Marco Aurélio, que preside o Tribunal Superior Eleitoral (TSE), defendeu essa mudança como “indispensável” e pediu que se aplique já nas eleições de 2014. Segundo ele, é preciso “colocar um fim no monopólio das grandes empresas sobre as eleições e alcançar-se a equidade do processo eleitoral.” Lewandowski concordou: “A vontade das pessoas jurídicas não pode concorrer com a dos eleitores, e muito menos sobrepor-se a essa vontade.”
Na ação, a OAB também pede um teto fixo (em valores) para as contribuições de pessoas físicas. Hoje, o limite é fixado em percentual: 10% do rendimento bruto do ano anterior. A OAB propõe um teto de R$ 700. Os ministros ainda não formaram maioria quanto a esse aspecto.

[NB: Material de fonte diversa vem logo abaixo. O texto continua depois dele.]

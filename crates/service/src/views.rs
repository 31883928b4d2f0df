//! Read-side queries.
//!
//! Views open their own session and never commit it, so nothing they load
//! is ever written back.

use chrono::NaiveDate;
use common::{BatchReference, OrderId, Sku};
use domain::{Batch, Product};
use serde::Serialize;
use store::{AllocationView, Backend, UnitOfWork};

use crate::error::Result;

/// One batch as shown to readers.
#[derive(Debug, Clone, PartialEq, Eq, Serialize)]
pub struct BatchSummary {
    #[serde(rename = "ref")]
    pub reference: BatchReference,
    pub sku: Sku,
    pub eta: Option<NaiveDate>,
    pub purchased_quantity: u32,
    pub available_quantity: i64,
}

impl From<&Batch> for BatchSummary {
    fn from(batch: &Batch) -> Self {
        Self {
            reference: batch.reference().clone(),
            sku: batch.sku().clone(),
            eta: batch.eta(),
            purchased_quantity: batch.purchased_quantity(),
            available_quantity: batch.available_quantity(),
        }
    }
}

/// One product with its batches.
#[derive(Debug, Clone, PartialEq, Eq, Serialize)]
pub struct ProductSummary {
    pub sku: Sku,
    pub version_number: i64,
    pub batches: Vec<BatchSummary>,
}

impl From<&Product> for ProductSummary {
    fn from(product: &Product) -> Self {
        Self {
            sku: product.sku().clone(),
            version_number: product.version_number().as_i64(),
            batches: product.batches().iter().map(BatchSummary::from).collect(),
        }
    }
}

/// An allocated order line and the batch holding it.
#[derive(Debug, Clone, PartialEq, Eq, Serialize)]
pub struct OrderLineView {
    #[serde(rename = "orderid")]
    pub order_id: OrderId,
    pub sku: Sku,
    #[serde(rename = "qty")]
    pub quantity: u32,
    #[serde(rename = "batchref")]
    pub batch_reference: BatchReference,
}

/// Where each of an order's lines was allocated, from the read model.
pub async fn allocations_for_order<B: Backend>(
    order_id: &OrderId,
    uow: &UnitOfWork<B>,
) -> Result<Vec<AllocationView>> {
    let mut session = uow.begin().await?;
    Ok(session.allocations_for_order(order_id).await?)
}

/// Every product with its batches, ordered by SKU.
pub async fn products<B: Backend>(uow: &UnitOfWork<B>) -> Result<Vec<ProductSummary>> {
    let mut session = uow.begin().await?;
    let mut products = session.products()?;
    let mut summaries: Vec<ProductSummary> = products
        .list()
        .await?
        .into_iter()
        .map(ProductSummary::from)
        .collect();
    summaries.sort_by(|a, b| a.sku.cmp(&b.sku));
    Ok(summaries)
}

/// The product owning a batch, if any.
pub async fn product_for_batch<B: Backend>(
    reference: &BatchReference,
    uow: &UnitOfWork<B>,
) -> Result<Option<ProductSummary>> {
    let mut session = uow.begin().await?;
    let mut products = session.products()?;
    let product = products.get_by_batch_reference(reference).await?;
    Ok(product.map(|product| ProductSummary::from(&*product)))
}

/// Every allocated order line, read from the aggregates rather than the
/// read model. Ordered by order id, then SKU.
pub async fn order_lines<B: Backend>(uow: &UnitOfWork<B>) -> Result<Vec<OrderLineView>> {
    let mut session = uow.begin().await?;
    let mut products = session.products()?;
    let mut lines: Vec<OrderLineView> = products
        .list()
        .await?
        .into_iter()
        .flat_map(|product| product.batches())
        .flat_map(|batch| {
            batch.allocations().map(move |line| OrderLineView {
                order_id: line.order_id.clone(),
                sku: line.sku.clone(),
                quantity: line.quantity,
                batch_reference: batch.reference().clone(),
            })
        })
        .collect();
    lines.sort_by(|a, b| (&a.order_id, &a.sku).cmp(&(&b.order_id, &b.sku)));
    Ok(lines)
}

Cinco concordaram com a criação de um teto fixo: Luiz Fux, Luís Roberto Barroso, Dias Toffoli, Joaquim Barbosa e Ricardo Lewandowski. Marco Aurélio e Teori Zavascki divergiram.
Além de concluir se o financiamento privado é ou não constitucional, os ministros terão que definir a partir de quando eventual mudança se aplicará. Relator do caso, Fux propôs que o Congresso tenha 24 meses para aprovar uma lei sobre doações de pessoas físicas e o uso de recursos próprios pelos candidatos. Se, em 18 meses, uma nova lei não for aprovada, o TSE poderia criar uma norma temporária.
Já Marco Aurélio e Joaquim Barbosa entendem que a mudança deve valer imediatamente a partir da decisão do STF. Outros ministros preferiram discutir esse ponto só na parte final do julgamento. Após a sessão, Marco Aurélio defendeu uma conclusão rápida do STF, sugerindo que Gilmar Mendes traga logo seu voto: “Um pedido de vista não pode ser transformado em perdido de vista”. O presidente da OAB, Marcus Vinicius Furtado Coelho, disse que a sessão marcou um dia “histórico” para a democracia brasileira.